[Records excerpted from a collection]

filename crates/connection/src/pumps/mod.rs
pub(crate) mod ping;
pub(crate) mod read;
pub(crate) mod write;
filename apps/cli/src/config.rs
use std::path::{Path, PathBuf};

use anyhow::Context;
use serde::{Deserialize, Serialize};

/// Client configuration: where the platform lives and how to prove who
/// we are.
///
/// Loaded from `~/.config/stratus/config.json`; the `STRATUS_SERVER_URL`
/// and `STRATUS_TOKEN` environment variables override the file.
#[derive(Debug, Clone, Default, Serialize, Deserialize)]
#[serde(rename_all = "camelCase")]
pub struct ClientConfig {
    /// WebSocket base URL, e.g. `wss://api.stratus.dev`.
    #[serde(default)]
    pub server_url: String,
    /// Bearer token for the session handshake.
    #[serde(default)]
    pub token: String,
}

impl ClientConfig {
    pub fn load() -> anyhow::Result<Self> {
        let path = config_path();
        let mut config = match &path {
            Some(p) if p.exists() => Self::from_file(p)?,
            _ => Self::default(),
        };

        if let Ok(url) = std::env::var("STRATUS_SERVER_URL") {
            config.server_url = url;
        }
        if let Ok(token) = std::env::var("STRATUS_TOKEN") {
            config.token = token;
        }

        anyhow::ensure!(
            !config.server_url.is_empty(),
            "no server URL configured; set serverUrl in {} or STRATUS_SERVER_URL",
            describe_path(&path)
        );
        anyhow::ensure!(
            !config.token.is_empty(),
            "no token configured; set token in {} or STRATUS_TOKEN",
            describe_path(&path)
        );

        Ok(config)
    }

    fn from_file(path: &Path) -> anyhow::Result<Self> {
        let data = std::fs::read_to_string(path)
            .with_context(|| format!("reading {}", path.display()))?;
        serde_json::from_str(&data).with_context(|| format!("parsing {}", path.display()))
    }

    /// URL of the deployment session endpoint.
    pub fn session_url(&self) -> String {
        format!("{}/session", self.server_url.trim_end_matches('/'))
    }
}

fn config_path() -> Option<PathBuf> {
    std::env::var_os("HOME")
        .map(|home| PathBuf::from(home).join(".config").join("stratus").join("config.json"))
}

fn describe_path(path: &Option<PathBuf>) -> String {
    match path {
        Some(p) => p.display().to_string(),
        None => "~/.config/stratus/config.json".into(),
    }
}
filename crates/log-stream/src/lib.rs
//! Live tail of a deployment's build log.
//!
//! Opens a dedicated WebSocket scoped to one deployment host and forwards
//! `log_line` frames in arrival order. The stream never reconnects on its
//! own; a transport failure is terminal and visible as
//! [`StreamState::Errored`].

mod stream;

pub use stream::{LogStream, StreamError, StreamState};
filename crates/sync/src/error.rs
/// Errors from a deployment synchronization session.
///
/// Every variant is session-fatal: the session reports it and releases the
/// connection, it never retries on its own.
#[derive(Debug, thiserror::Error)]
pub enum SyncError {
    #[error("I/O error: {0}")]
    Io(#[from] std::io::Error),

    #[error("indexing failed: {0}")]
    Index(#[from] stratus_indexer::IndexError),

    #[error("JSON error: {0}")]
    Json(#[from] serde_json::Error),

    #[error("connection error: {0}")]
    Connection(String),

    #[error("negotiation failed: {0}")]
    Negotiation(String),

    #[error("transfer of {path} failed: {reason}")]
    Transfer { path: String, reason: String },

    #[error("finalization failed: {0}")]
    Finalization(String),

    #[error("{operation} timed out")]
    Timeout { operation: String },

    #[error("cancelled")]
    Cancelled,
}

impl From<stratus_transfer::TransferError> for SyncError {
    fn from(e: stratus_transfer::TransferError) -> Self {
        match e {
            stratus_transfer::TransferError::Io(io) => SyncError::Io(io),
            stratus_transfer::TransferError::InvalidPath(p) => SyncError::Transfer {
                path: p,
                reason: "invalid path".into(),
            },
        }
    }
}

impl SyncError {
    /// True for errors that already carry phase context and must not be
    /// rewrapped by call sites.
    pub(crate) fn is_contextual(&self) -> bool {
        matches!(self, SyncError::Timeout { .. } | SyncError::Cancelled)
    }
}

● **Exercise requirements**
Filter the data above, keeping only lines that include the string "anyhow".

● **Solution to this task**
use anyhow::Context;
    pub fn load() -> anyhow::Result<Self> {
        anyhow::ensure!(
        anyhow::ensure!(
    fn from_file(path: &Path) -> anyhow::Result<Self> {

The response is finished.